The model returns structured manual test cases in JSON or CSV.

{
  "module": "awv",
  "flow": "login",
  "step": "User clicks Login button",
  "expected": "System navigates to dashboard"
}

Output from generate.py in JSON

3. Integration Into Self-Healing Pipeline

Output test cases flow into your test management tool (Allure, Zephyr, Xray, etc.).
When automation fails, Icarus can:
- Patch: Suggest updated selectors.
- Flag: Mark a test as unstable.
- Recommend: Propose new cases for uncovered flows.

Example in Action

You capture 01-login.png with the Login button boxed.

GPT-4o returns:

Verify Login button is visible
Verify clicking Login navigates to Roster Page

Next sprint, the button label changes from “Login” → “Sign In.”

Your automation fails. Icarus flags the change and proposes:

Update locator from button[name=Login] to button[name=Sign In].

That’s the self-healing loop in action. 🚨🚨🚨 (DO NOT Auto Apply to your repo. Instead, make a gate for the PR to be reviewed by a human first.)

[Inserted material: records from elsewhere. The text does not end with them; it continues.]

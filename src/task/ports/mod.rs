//! Port contracts for task lifecycle management.
//!
//! Ports define infrastructure-agnostic interfaces used by task services.

pub mod repository;

pub use repository::{
    TaskHistoryRepository, TaskRepository, TaskRepositoryError, TaskRepositoryResult,
};

#[cfg(test)]
pub use repository::MockTaskRepository;
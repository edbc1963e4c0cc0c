//! Identifier and counter types for the task domain.

use serde::{Deserialize, Serialize};
use std::fmt;
use uuid::Uuid;

/// Unique identifier for a task record.
#[derive(Debug, Clone, Copy, PartialEq, Eq, Hash, Serialize, Deserialize)]
#[serde(transparent)]
pub struct TaskId(Uuid);

impl TaskId {
    /// Creates a new random task identifier.
    #[must_use]
    pub fn new() -> Self {
        Self(Uuid::new_v4())
    }

    /// Creates a task identifier from an existing UUID.
    #[must_use]
    pub const fn from_uuid(uuid: Uuid) -> Self {
        Self(uuid)
    }

    /// Returns the wrapped UUID.
    #[must_use]
    pub const fn into_inner(self) -> Uuid {
        self.0
    }
}

impl Default for TaskId {
    fn default() -> Self {
        Self::new()
    }
}

impl AsRef<Uuid> for TaskId {
    fn as_ref(&self) -> &Uuid {
        &self.0
    }
}

impl fmt::Display for TaskId {
    fn fmt(&self, f: &mut fmt::Formatter<'_>) -> fmt::Result {
        write!(f, "{}", self.0)
    }
}

/// Unique identifier for a status history record.
#[derive(Debug, Clone, Copy, PartialEq, Eq, Hash, Serialize, Deserialize)]
#[serde(transparent)]
pub struct HistoryId(Uuid);

impl HistoryId {
    /// Creates a new random history record identifier.
    #[must_use]
    pub fn new() -> Self {
        Self(Uuid::new_v4())
    }

    /// Creates a history record identifier from an existing UUID.
    #[must_use]
    pub const fn from_uuid(uuid: Uuid) -> Self {
        Self(uuid)
    }

    /// Returns the wrapped UUID.
    #[must_use]
    pub const fn into_inner(self) -> Uuid {
        self.0
    }
}

impl Default for HistoryId {
    fn default() -> Self {
        Self::new()
    }
}

impl fmt::Display for HistoryId {
    fn fmt(&self, f: &mut fmt::Formatter<'_>) -> fmt::Result {
        write!(f, "{}", self.0)
    }
}

/// Identity of a user supplied by the surrounding account layer.
///
/// Users are owned elsewhere; tasks and history records only hold this
/// reference.
#[derive(Debug, Clone, Copy, PartialEq, Eq, Hash, Serialize, Deserialize)]
#[serde(transparent)]
pub struct UserId(Uuid);

impl UserId {
    /// Creates a new random user identifier.
    #[must_use]
    pub fn new() -> Self {
        Self(Uuid::new_v4())
    }

    /// Creates a user identifier from an existing UUID.
    #[must_use]
    pub const fn from_uuid(uuid: Uuid) -> Self {
        Self(uuid)
    }

    /// Returns the wrapped UUID.
    #[must_use]
    pub const fn into_inner(self) -> Uuid {
        self.0
    }
}

impl Default for UserId {
    fn default() -> Self {
        Self::new()
    }
}

impl fmt::Display for UserId {
    fn fmt(&self, f: &mut fmt::Formatter<'_>) -> fmt::Result {
        write!(f, "{}", self.0)
    }
}

/// Optimistic-concurrency revision of a task.
///
/// A freshly created task starts at [`Revision::INITIAL`]; every persisted
/// mutation advances it by one.
#[derive(Debug, Clone, Copy, PartialEq, Eq, PartialOrd, Ord, Hash, Serialize, Deserialize)]
#[serde(transparent)]
pub struct Revision(u64);

impl Revision {
    /// Revision assigned to newly created tasks.
    pub const INITIAL: Self = Self(1);

    /// Creates a revision from a persisted value.
    #[must_use]
    pub const fn new(value: u64) -> Self {
        Self(value)
    }

    /// Returns the underlying numeric value.
    #[must_use]
    pub const fn value(self) -> u64 {
        self.0
    }

    /// Returns the revision that follows this one.
    #[must_use]
    pub const fn next(self) -> Self {
        Self(self.0.saturating_add(1))
    }
}

impl fmt::Display for Revision {
    fn fmt(&self, f: &mut fmt::Formatter<'_>) -> fmt::Result {
        write!(f, "{}", self.0)
    }
}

Minimal Example (for the “aha” moment)

Here’s the simplest possible generate.py:

cases = openai.ChatCompletion.create(
    model="gpt-4o",   # or gpt-4.1-mini for cheaper, or gpt-5 (text-only)
    messages=[
        {"role": "system", "content": system_prompt},
        {"role": "user", "content": "Screenshot: awv/01-login.png"}
    ]
)

print(cases.choices[0].message.content)

💡 This shows how little glue you need to get screenshots → test cases.

Real-Time generate.py

In reality, Icarus uses a larger, configurable script:

import argparse, os, openai, yaml
from scripts.utils import parse_test_case, save_output, validate_screenshot_path

# Load config
with open(os.path.join(os.path.dirname(__file__), "..", "config.yaml")) as f:
    config = yaml.safe_load(f)

MODEL = config["model"]
TEMPERATURE = config["temperature"]
MAX_TOKENS = config["max_tokens"]

# Load prompts
with open(config["prompt_template_path"]) as f:
    prompt_template = f.read()
with open(config["system_prompt_path"]) as f:
    system_prompt = f.read()

def generate_test_case(screenshot_path, title):
    prompt = prompt_template.replace("{screenshot}", screenshot_path).replace("{title}", title)
    response = openai.ChatCompletion.create(
        model=MODEL,
        temperature=TEMPERATURE,
        max_tokens=MAX_TOKENS,
        messages=[{"role": "system", "content": system_prompt},
                  {"role": "user", "content": prompt}]
    )
    return response.choices[0].message.content.strip()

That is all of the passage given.